**INSTRUCTIONS TO FOLLOW**
Copy out every record that follows, word for word.
-------- RECORDS SHOWN
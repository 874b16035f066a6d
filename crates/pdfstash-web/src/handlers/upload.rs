use std::path::{Path, PathBuf};
use std::sync::Arc;

use axum::extract::{Multipart, State};
use axum::response::Html;

use pdfstash_core::{BackendError, ExtractedDocument, PdfBackend, ProcessError, StoreError, store};

use crate::state::AppState;
use crate::template;
use crate::upload::{self, UploadedFile};

const NO_FILE_SENT: &str = "No file sent.";
const NO_FILE_SELECTED: &str = "No file selected.";
const PROCESSING_ERROR_PREFIX: &str = "Error while processing or saving";

/// `POST /upload`: extract the uploaded PDF's text and store it.
///
/// Every outcome renders the result view with HTTP 200: the extracted text
/// on success, the validation message verbatim, or the catch-all
/// "Error while processing or saving: …" for extraction and persistence
/// failures alike.
pub async fn upload(State(state): State<Arc<AppState>>, multipart: Multipart) -> Html<String> {
    match process(&state, multipart).await {
        Ok(text) => template::render_result(&text),
        Err(ProcessError::Validation(message)) => template::render_result(&message),
        Err(err) => {
            tracing::error!(error = %err, "upload processing failed");
            template::render_result(&format!("{PROCESSING_ERROR_PREFIX}: {err}"))
        }
    }
}

async fn process(state: &Arc<AppState>, multipart: Multipart) -> Result<String, ProcessError> {
    let file = upload::read_pdf_field(multipart)
        .await
        .map_err(ProcessError::Validation)?
        .ok_or_else(|| ProcessError::Validation(NO_FILE_SENT.into()))?;

    if file.filename.is_empty() {
        return Err(ProcessError::Validation(NO_FILE_SELECTED.into()));
    }

    // Optional raw-upload retention; extraction always runs from memory.
    if let Some(dir) = &state.settings.upload_dir {
        save_raw_upload(dir, &file);
    }

    let document = extract_blocking(state.backend.clone(), file).await?;

    // Persistence runs only after extraction fully completed, so a failed
    // extraction never leaves a partial row behind.
    persist_blocking(state.settings.db_path.clone(), &document).await?;

    Ok(document.text)
}

/// Extract page texts on the blocking pool (the PDF backend is synchronous)
/// and assemble the document.
async fn extract_blocking(
    backend: Arc<dyn PdfBackend>,
    file: UploadedFile,
) -> Result<ExtractedDocument, ProcessError> {
    let UploadedFile { filename, data } = file;
    let pages = tokio::task::spawn_blocking(move || backend.extract_pages(&data))
        .await
        .map_err(|e| BackendError::ExtractionError(format!("task join error: {}", e)))??;
    Ok(ExtractedDocument::from_pages(filename, &pages))
}

/// Run the store insert on the blocking pool.
async fn persist_blocking(
    db_path: PathBuf,
    document: &ExtractedDocument,
) -> Result<(), ProcessError> {
    let filename = document.filename.clone();
    let text = document.text.clone();
    tokio::task::spawn_blocking(move || store::save_document(&db_path, &filename, &text))
        .await
        .map_err(|e| StoreError::Task(format!("task join error: {}", e)))??;
    Ok(())
}

/// Copy the raw upload bytes into the retention directory under the
/// client's filename, exactly as supplied. Failures are logged and do not
/// fail the request; this feature is independent of extraction.
fn save_raw_upload(dir: &Path, file: &UploadedFile) {
    let path = dir.join(&file.filename);
    match std::fs::write(&path, &file.data) {
        Ok(()) => tracing::debug!(path = %path.display(), "stored raw upload"),
        Err(e) => {
            tracing::warn!(path = %path.display(), error = %e, "failed to store raw upload")
        }
    }
}
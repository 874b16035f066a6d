use axum::response::Html;

use crate::template;

pub async fn index() -> Html<String> {
    template::render_index()
}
----------------
**OUTPUT FOR THIS EXERCISE**
repository 874b16035f066a6d
filename crates/pdfstash-web/src/handlers/upload.rs
use std::path::{Path, PathBuf};
use std::sync::Arc;

use axum::extract::{Multipart, State};
use axum::response::Html;

use pdfstash_core::{BackendError, ExtractedDocument, PdfBackend, ProcessError, StoreError, store};

use crate::state::AppState;
use crate::template;
use crate::upload::{self, UploadedFile};

const NO_FILE_SENT: &str = "No file sent.";
const NO_FILE_SELECTED: &str = "No file selected.";
const PROCESSING_ERROR_PREFIX: &str = "Error while processing or saving";

/// `POST /upload`: extract the uploaded PDF's text and store it.
///
/// Every outcome renders the result view with HTTP 200: the extracted text
/// on success, the validation message verbatim, or the catch-all
/// "Error while processing or saving: …" for extraction and persistence
/// failures alike.
pub async fn upload(State(state): State<Arc<AppState>>, multipart: Multipart) -> Html<String> {
    match process(&state, multipart).await {
        Ok(text) => template::render_result(&text),
        Err(ProcessError::Validation(message)) => template::render_result(&message),
        Err(err) => {
            tracing::error!(error = %err, "upload processing failed");
            template::render_result(&format!("{PROCESSING_ERROR_PREFIX}: {err}"))
        }
    }
}

async fn process(state: &Arc<AppState>, multipart: Multipart) -> Result<String, ProcessError> {
    let file = upload::read_pdf_field(multipart)
        .await
        .map_err(ProcessError::Validation)?
        .ok_or_else(|| ProcessError::Validation(NO_FILE_SENT.into()))?;

    if file.filename.is_empty() {
        return Err(ProcessError::Validation(NO_FILE_SELECTED.into()));
    }

    // Optional raw-upload retention; extraction always runs from memory.
    if let Some(dir) = &state.settings.upload_dir {
        save_raw_upload(dir, &file);
    }

    let document = extract_blocking(state.backend.clone(), file).await?;

    // Persistence runs only after extraction fully completed, so a failed
    // extraction never leaves a partial row behind.
    persist_blocking(state.settings.db_path.clone(), &document).await?;

    Ok(document.text)
}

/// Extract page texts on the blocking pool (the PDF backend is synchronous)
/// and assemble the document.
async fn extract_blocking(
    backend: Arc<dyn PdfBackend>,
    file: UploadedFile,
) -> Result<ExtractedDocument, ProcessError> {
    let UploadedFile { filename, data } = file;
    let pages = tokio::task::spawn_blocking(move || backend.extract_pages(&data))
        .await
        .map_err(|e| BackendError::ExtractionError(format!("task join error: {}", e)))??;
    Ok(ExtractedDocument::from_pages(filename, &pages))
}

/// Run the store insert on the blocking pool.
async fn persist_blocking(
    db_path: PathBuf,
    document: &ExtractedDocument,
) -> Result<(), ProcessError> {
    let filename = document.filename.clone();
    let text = document.text.clone();
    tokio::task::spawn_blocking(move || store::save_document(&db_path, &filename, &text))
        .await
        .map_err(|e| StoreError::Task(format!("task join error: {}", e)))??;
    Ok(())
}

/// Copy the raw upload bytes into the retention directory under the
/// client's filename, exactly as supplied. Failures are logged and do not
/// fail the request; this feature is independent of extraction.
fn save_raw_upload(dir: &Path, file: &UploadedFile) {
    let path = dir.join(&file.filename);
    match std::fs::write(&path, &file.data) {
        Ok(()) => tracing::debug!(path = %path.display(), "stored raw upload"),
        Err(e) => {
            tracing::warn!(path = %path.display(), error = %e, "failed to store raw upload")
        }
    }
}
repository 874b16035f066a6d
use axum::response::Html;

use crate::template;

pub async fn index() -> Html<String> {
    template::render_index()
}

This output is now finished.